# Extracted entries:
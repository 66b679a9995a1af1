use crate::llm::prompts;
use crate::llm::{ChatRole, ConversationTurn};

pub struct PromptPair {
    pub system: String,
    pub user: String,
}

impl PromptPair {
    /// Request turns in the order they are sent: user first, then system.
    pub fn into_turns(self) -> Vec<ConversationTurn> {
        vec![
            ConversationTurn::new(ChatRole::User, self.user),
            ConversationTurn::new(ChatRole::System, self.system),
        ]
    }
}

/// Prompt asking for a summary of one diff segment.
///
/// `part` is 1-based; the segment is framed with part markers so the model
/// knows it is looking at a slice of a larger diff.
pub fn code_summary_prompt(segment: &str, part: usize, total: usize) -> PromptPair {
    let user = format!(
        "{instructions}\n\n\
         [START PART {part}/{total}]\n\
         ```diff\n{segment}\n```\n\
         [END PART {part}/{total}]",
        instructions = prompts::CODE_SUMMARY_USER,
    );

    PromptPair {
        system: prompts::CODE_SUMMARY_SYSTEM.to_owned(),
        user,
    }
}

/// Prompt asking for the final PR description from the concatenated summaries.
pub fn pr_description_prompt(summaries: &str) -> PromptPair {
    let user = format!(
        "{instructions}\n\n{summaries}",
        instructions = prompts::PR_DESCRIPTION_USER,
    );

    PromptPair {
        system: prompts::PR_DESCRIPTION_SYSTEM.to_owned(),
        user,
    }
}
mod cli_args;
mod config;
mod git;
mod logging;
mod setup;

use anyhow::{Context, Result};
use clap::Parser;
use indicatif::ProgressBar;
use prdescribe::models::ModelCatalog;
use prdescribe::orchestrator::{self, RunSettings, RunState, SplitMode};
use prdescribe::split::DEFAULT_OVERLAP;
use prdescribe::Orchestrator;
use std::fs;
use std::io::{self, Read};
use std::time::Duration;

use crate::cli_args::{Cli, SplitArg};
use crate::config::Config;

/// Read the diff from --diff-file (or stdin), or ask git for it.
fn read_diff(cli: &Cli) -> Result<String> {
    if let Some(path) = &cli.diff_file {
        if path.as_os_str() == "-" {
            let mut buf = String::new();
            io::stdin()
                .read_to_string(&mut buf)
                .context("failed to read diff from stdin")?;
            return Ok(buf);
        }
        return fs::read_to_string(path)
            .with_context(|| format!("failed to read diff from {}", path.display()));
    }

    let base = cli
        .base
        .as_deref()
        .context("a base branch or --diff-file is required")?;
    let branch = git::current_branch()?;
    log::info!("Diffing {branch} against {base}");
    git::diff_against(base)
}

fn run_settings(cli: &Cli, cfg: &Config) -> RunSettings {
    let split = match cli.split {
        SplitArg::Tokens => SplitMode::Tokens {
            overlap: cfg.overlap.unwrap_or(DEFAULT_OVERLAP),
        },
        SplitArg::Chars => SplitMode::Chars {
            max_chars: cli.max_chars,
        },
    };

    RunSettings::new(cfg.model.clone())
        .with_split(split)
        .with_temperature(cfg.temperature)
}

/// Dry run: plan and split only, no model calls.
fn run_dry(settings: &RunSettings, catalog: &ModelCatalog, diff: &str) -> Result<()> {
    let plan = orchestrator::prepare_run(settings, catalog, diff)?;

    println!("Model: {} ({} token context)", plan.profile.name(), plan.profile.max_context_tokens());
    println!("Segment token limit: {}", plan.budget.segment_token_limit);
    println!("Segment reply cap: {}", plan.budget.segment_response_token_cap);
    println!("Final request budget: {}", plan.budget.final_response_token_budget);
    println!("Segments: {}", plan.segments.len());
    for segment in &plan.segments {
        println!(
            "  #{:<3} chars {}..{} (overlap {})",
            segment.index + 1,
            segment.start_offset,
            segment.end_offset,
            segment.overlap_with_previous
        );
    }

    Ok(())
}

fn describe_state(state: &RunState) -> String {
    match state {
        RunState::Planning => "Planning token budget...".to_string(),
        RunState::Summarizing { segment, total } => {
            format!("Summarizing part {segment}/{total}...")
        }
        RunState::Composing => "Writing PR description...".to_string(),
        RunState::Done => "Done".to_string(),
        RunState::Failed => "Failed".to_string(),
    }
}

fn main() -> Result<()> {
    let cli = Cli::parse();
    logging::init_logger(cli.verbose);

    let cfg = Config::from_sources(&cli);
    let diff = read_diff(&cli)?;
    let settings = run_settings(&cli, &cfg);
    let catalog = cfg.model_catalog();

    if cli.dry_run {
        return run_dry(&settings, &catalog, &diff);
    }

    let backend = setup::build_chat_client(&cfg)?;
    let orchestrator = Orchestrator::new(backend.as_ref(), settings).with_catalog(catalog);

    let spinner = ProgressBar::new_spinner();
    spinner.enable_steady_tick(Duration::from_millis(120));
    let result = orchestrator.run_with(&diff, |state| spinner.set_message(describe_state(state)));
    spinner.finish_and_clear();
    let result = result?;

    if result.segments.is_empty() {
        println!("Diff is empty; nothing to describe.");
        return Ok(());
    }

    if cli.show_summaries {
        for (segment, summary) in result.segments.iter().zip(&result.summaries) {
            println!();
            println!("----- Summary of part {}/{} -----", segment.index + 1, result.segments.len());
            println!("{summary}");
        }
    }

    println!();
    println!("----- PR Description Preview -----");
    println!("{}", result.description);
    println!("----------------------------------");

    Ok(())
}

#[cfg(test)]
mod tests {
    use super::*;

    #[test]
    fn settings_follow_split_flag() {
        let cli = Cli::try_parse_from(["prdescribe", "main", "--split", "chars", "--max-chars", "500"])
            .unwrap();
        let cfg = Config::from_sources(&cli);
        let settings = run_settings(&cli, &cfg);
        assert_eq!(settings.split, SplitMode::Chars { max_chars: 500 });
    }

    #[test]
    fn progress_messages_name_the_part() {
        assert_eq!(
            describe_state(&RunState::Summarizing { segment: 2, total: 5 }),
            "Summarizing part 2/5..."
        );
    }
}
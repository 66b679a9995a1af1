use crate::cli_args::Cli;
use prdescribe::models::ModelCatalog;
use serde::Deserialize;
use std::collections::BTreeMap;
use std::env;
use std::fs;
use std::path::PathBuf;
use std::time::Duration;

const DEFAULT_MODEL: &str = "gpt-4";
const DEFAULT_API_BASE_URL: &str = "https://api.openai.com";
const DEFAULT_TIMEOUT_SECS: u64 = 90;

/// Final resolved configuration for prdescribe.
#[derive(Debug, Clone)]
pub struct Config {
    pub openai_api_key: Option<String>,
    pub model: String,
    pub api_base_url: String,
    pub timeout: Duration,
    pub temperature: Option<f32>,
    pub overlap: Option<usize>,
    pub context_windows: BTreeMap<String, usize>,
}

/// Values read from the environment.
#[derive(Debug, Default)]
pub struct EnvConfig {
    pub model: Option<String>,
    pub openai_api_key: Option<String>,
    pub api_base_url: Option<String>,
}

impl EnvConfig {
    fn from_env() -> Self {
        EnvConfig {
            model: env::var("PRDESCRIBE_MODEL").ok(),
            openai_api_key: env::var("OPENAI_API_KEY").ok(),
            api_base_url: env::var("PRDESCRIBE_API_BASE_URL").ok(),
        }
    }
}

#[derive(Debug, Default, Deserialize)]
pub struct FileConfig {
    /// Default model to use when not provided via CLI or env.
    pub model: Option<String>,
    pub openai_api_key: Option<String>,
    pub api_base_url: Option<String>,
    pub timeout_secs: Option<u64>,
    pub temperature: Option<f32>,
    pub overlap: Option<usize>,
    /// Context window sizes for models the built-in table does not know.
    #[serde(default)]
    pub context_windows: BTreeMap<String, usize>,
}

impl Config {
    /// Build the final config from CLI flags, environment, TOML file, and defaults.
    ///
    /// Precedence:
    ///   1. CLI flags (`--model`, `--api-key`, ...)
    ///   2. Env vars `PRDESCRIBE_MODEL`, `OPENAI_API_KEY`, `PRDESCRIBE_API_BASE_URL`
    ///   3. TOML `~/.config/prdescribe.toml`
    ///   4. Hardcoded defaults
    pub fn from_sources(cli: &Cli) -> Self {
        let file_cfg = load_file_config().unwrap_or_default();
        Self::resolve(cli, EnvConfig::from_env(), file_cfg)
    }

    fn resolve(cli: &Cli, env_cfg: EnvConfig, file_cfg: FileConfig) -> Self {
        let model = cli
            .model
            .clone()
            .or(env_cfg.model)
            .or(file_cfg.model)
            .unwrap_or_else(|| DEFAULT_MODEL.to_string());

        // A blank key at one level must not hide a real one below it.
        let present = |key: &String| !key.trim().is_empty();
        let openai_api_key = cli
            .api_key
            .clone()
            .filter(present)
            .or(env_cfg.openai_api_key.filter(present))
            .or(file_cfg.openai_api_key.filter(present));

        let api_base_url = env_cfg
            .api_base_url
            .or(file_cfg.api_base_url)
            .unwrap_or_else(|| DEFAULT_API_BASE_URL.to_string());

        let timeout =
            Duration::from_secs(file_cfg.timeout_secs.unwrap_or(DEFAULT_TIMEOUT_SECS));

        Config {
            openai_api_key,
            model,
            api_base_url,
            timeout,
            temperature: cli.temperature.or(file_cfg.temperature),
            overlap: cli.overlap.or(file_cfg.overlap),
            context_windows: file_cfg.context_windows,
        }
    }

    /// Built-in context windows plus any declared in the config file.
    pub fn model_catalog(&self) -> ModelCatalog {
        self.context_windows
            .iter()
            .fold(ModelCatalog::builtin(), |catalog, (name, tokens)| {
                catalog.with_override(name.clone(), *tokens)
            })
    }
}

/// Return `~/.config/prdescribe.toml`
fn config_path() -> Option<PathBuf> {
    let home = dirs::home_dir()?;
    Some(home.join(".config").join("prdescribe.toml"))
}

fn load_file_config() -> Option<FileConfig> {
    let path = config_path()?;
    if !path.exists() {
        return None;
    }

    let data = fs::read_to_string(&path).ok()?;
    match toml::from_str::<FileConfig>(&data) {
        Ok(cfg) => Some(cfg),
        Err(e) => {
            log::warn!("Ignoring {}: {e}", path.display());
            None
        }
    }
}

# Problem requirements:
Write out exactly the lines above between the line with "fn from_env() ->" and the line with "#[derive(Debug, Default, Deserialize)]", inclusive, and nothing beyond them.

# Written solution:
    fn from_env() -> Self {
        EnvConfig {
            model: env::var("PRDESCRIBE_MODEL").ok(),
            openai_api_key: env::var("OPENAI_API_KEY").ok(),
            api_base_url: env::var("PRDESCRIBE_API_BASE_URL").ok(),
        }
    }
}

#[derive(Debug, Default, Deserialize)]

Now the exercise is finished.